Also note sex-pest Musk's post that Starlink depends on the unlaunched Starship... (*)
(*) I don't believe that for one minute. he was just sh*tting on the employees he could not sh*g.
It may happen - the problem is persistent non-delivery. It is hard to think that the slow pace at Blue Origin may be matched by the satellites for Kuiper taking ages.
Remember when Surrey Satellites saved Galileo’s bacon? Just…
Starlink V2 is about getting an unassailable lead - even if Bezos is buying all the non Starship launch capacity on the planet, he can’t compete. Can’t solve that problem with money - he’d need throw weight. Which won’t be available for any price. Unless he launches on Starship
As ever, you are a little too pro-Musk and a little too anti- his rivals. If you had not noticed, SS has not launched, let alone reached orbit. They're nearly as late as NG. And Raptor 2 isn't looking that good.
Starlink is in operation now. Thousands of satellites. Hundreds of thousands of actual users etc. approval to operate in many countries. Uplink stations in many countries. More satellites being launched every week. Literally.
OneWeb is now beginning to come into service. Satellites in orbit, ground stations up and running, approval granted by various countries.
Kuiper - no satellites. No ground stations. No users. No approvals.
Currently just OneWeb and Starlink are in the game.
Not sure what you means about Raptor 2 - plenty of videos from the fence at McGregor of multi hundred second runs, thrust vectoring and everything…
There are plenty of videos of BE-4 as well, with the same criteria. And note they are on Raptor *2* because Raptor *1* did not cut the mustard. And they have blown three Raptor 2's in the last few months.
Now, this might mean they're pushing the limits. Or it could be a sign the program is in trouble. But bear in mind NG has seven BE-4 engines on its first stage. Super Heavy has 33 (*). As the N1 shows, even with protection, the failure of one engine can doom the rocket.
SpaceX has a great record in such things. But they are really pushing the limits of the technology, and they may be in for a world of pain. And tech is filled with companies that were leaders who vanished. I doubt that will happen with SpaceX, but don't swallow the Musk Kool-Aid.

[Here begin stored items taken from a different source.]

//! Model audio playback.
//!
//! [`OutputContext`] stands in for the audio output device: it has a fixed
//! sample rate and a run state. [`AudioStreamer`] queues decoded model audio
//! and is pulled by whatever drives the output (a device callback, a
//! headless clock, or a test) through [`AudioStreamer::render`].
//!
//! Signal path per render quantum: queued sources (FIFO) -> optional volume
//! meter -> gain.

use std::collections::VecDeque;
use std::sync::Arc;

use parking_lot::Mutex;
use tokio::sync::mpsc;
use tracing::{debug, warn};

use super::base::{AudioError, AudioResult, RENDER_QUANTUM};
use super::meter::VolMeterProcessor;
use super::pcm::{clamp_unit, decode_pcm16_le};
use super::resample::resample_linear;

// =============================================================================
// Output Context
// =============================================================================

/// Run state of an [`OutputContext`].
#[derive(Debug, Clone, Copy, PartialEq, Eq, Default)]
pub enum ContextState {
    #[default]
    Suspended,
    Running,
    Closed,
}

impl std::fmt::Display for ContextState {
    fn fmt(&self, f: &mut std::fmt::Formatter<'_>) -> std::fmt::Result {
        match self {
            ContextState::Suspended => write!(f, "suspended"),
            ContextState::Running => write!(f, "running"),
            ContextState::Closed => write!(f, "closed"),
        }
    }
}

/// Audio output context: declared sample rate plus run state.
///
/// Contexts start suspended; audio is only accepted once resumed.
#[derive(Debug)]
pub struct OutputContext {
    sample_rate: u32,
    state: Mutex<ContextState>,
}

impl OutputContext {
    pub fn new(sample_rate: u32) -> Arc<Self> {
        Arc::new(Self {
            sample_rate,
            state: Mutex::new(ContextState::Suspended),
        })
    }

    #[inline]
    pub fn sample_rate(&self) -> u32 {
        self.sample_rate
    }

    pub fn state(&self) -> ContextState {
        *self.state.lock()
    }

    /// Start (or keep) running. Fails once closed.
    pub fn resume(&self) -> AudioResult<()> {
        let mut state = self.state.lock();
        match *state {
            ContextState::Closed => Err(AudioError::ContextClosed),
            ContextState::Running => Ok(()),
            ContextState::Suspended => {
                debug!(sample_rate = self.sample_rate, "Output context resumed");
                *state = ContextState::Running;
                Ok(())
            }
        }
    }

    pub fn suspend(&self) {
        let mut state = self.state.lock();
        if *state == ContextState::Running {
            *state = ContextState::Suspended;
        }
    }

    /// Close permanently.
    pub fn close(&self) {
        *self.state.lock() = ContextState::Closed;
    }
}

// =============================================================================
// Audio Streamer
// =============================================================================

/// Callback fired when the playback queue drains.
pub type PlaybackCompleteCallback = Arc<dyn Fn() + Send + Sync>;

struct ScheduledSource {
    samples: Vec<f32>,
    position: usize,
}

impl ScheduledSource {
    #[inline]
    fn remaining(&self) -> usize {
        self.samples.len() - self.position
    }
}

struct StreamerInner {
    queue: VecDeque<ScheduledSource>,
    gain: f32,
    playing: bool,
    completed_sources: u64,
    meter: Option<VolMeterProcessor>,
    on_complete: Option<PlaybackCompleteCallback>,
}

/// Queues PCM16 model audio and renders it through one gain stage.
///
/// Cheap to clone; clones share the queue.
#[derive(Clone)]
pub struct AudioStreamer {
    context: Arc<OutputContext>,
    input_sample_rate: u32,
    inner: Arc<Mutex<StreamerInner>>,
}

impl AudioStreamer {
    /// Create a streamer for audio declared at `input_sample_rate`, played
    /// through `context`.
    pub fn new(context: Arc<OutputContext>, input_sample_rate: u32) -> Self {
        Self {
            context,
            input_sample_rate,
            inner: Arc::new(Mutex::new(StreamerInner {
                queue: VecDeque::new(),
                gain: 1.0,
                playing: false,
                completed_sources: 0,
                meter: None,
                on_complete: None,
            })),
        }
    }

    pub fn context(&self) -> &Arc<OutputContext> {
        &self.context
    }

    /// Resume the output context. Idempotent.
    pub fn resume(&self) -> AudioResult<()> {
        self.context.resume()
    }

    /// Queue little-endian PCM16 audio. Ignored unless the context is running.
    pub fn add_pcm16(&self, data: &[u8]) {
        if self.context.state() != ContextState::Running {
            debug!(state = %self.context.state(), "Dropping audio: output context not running");
            return;
        }

        let samples = decode_pcm16_le(data);
        if samples.is_empty() {
            return;
        }
        let samples = resample_linear(
            &samples,
            self.input_sample_rate,
            self.context.sample_rate(),
        );

        let mut inner = self.inner.lock();
        inner.queue.push_back(ScheduledSource {
            samples,
            position: 0,
        });
        inner.playing = true;
    }

    /// Discard everything queued or playing. Later audio plays normally.
    pub fn stop(&self) {
        let mut inner = self.inner.lock();
        let dropped = inner.queue.len();
        inner.queue.clear();
        inner.playing = false;
        if dropped > 0 {
            debug!(dropped, "Playback stopped");
        }
    }

    /// Set the output gain, clamped to [0, 1]. NaN maps to 0.
    pub fn set_volume(&self, level: f32) {
        self.inner.lock().gain = clamp_unit(level);
    }

    pub fn volume(&self) -> f32 {
        self.inner.lock().gain
    }

    /// Whether any source is queued or playing.
    pub fn is_playing(&self) -> bool {
        self.inner.lock().playing
    }

    /// Number of sources waiting or in flight.
    pub fn queued_sources(&self) -> usize {
        self.inner.lock().queue.len()
    }

    /// Number of sources that have played to the end.
    pub fn completed_sources(&self) -> u64 {
        self.inner.lock().completed_sources
    }

    /// Register a callback fired each time the queue drains by playing out.
    pub fn on_complete<F>(&self, callback: F)
    where
        F: Fn() + Send + Sync + 'static,
    {
        self.inner.lock().on_complete = Some(Arc::new(callback));
    }

    /// Insert the volume meter into the output path. Returns the receiving end
    /// of its reports. Replaces a previously attached meter.
    pub fn attach_volume_meter(&self) -> AudioResult<mpsc::UnboundedReceiver<f32>> {
        if self.context.state() == ContextState::Closed {
            return Err(AudioError::Processor(
                "cannot attach meter to a closed context".to_string(),
            ));
        }
        let (tx, rx) = mpsc::unbounded_channel();
        self.inner.lock().meter = Some(VolMeterProcessor::new(tx));
        Ok(rx)
    }

    /// Fill `out` with mono samples at the context rate. Writes silence for
    /// anything not covered by queued audio, and when the context is not
    /// running.
    pub fn render(&self, out: &mut [f32]) {
        out.fill(0.0);
        if self.context.state() != ContextState::Running {
            return;
        }

        let mut completed = false;
        let callback = {
            let mut inner = self.inner.lock();
            let mut scratch = [0.0f32; RENDER_QUANTUM];

            for quantum in out.chunks_mut(RENDER_QUANTUM) {
                let was_playing = inner.playing;
                fill_from_queue(&mut inner, quantum);
                if was_playing && inner.queue.is_empty() {
                    inner.playing = false;
                    completed = true;
                }

                let detach = match inner.meter.as_mut() {
                    Some(meter) => {
                        let frames = quantum.len();
                        scratch[..frames].copy_from_slice(quantum);
                        !meter.process(&scratch[..frames], quantum)
                    }
                    None => false,
                };
                if detach {
                    debug!("Volume meter receiver dropped; detaching");
                    inner.meter = None;
                }

                let gain = inner.gain;
                if gain != 1.0 {
                    quantum.iter_mut().for_each(|s| *s *= gain);
                }
            }

            if completed {
                inner.on_complete.clone()
            } else {
                None
            }
        };

        if let Some(callback) = callback {
            callback();
        }
    }
}

fn fill_from_queue(inner: &mut StreamerInner, quantum: &mut [f32]) {
    let mut written = 0;
    while written < quantum.len() {
        let Some(source) = inner.queue.front_mut() else {
            break;
        };
        let take = source.remaining().min(quantum.len() - written);
        quantum[written..written + take]
            .copy_from_slice(&source.samples[source.position..source.position + take]);
        source.position += take;
        written += take;

        if source.remaining() == 0 {
            inner.queue.pop_front();
            inner.completed_sources += 1;
        }
    }
}

impl std::fmt::Debug for AudioStreamer {
    fn fmt(&self, f: &mut std::fmt::Formatter<'_>) -> std::fmt::Result {
        f.debug_struct("AudioStreamer")
            .field("context", &self.context)
            .field("input_sample_rate", &self.input_sample_rate)
            .field("queued_sources", &self.queued_sources())
            .finish()
    }
}

/// Attach the meter, logging instead of failing.
pub fn attach_meter_or_warn(streamer: &AudioStreamer) -> Option<mpsc::UnboundedReceiver<f32>> {
    match streamer.attach_volume_meter() {
        Ok(rx) => Some(rx),
        Err(e) => {
            warn!(error = %e, "Failed to attach output volume meter");
            None
        }
    }
}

(*) According to Wiki; it regularly changes.
The main problem with the N1 was lack of funding - they were trying for all up testing, but lacked the funds to lose the first 1/2 dozen boosters. Some of their stuff was mad even by SpaceX throw-it-at-the-sky standards - explosively opened valves, which couldn’t be reset. So completely untested engines off the production line, first flight was first fire…
The comments from those who’ve worked at SpaceX and were involved with them (as both competitors and helpers) all agree on one thing - it takes years to build an organisation that can launch orbital rockets. And it isn’t something you can create without launching to orbit. Blue Origin is years behind - they haven’t finalised the design of New Glenn to the point of building tooling - they’ve built some test tanks. They really need the experience that some of the small launcher companies have already got - flying rockets. There’s no substitute.
From memory (there's an online book about it written by an US/?Indian? chap), the N1 was meant to have a dozen+ launches before it successfully got to orbit. The political will - and hence financing - ran out.
As I keep on saying, you seem too down on Blue Origin, and far too *up* on Musk's ventures.
I want both to succeed. In fact, it's vital they both do.
Edit: 'Challenge to Apollo' by Asif A. Siddiqi. Available for free online, and a great resource.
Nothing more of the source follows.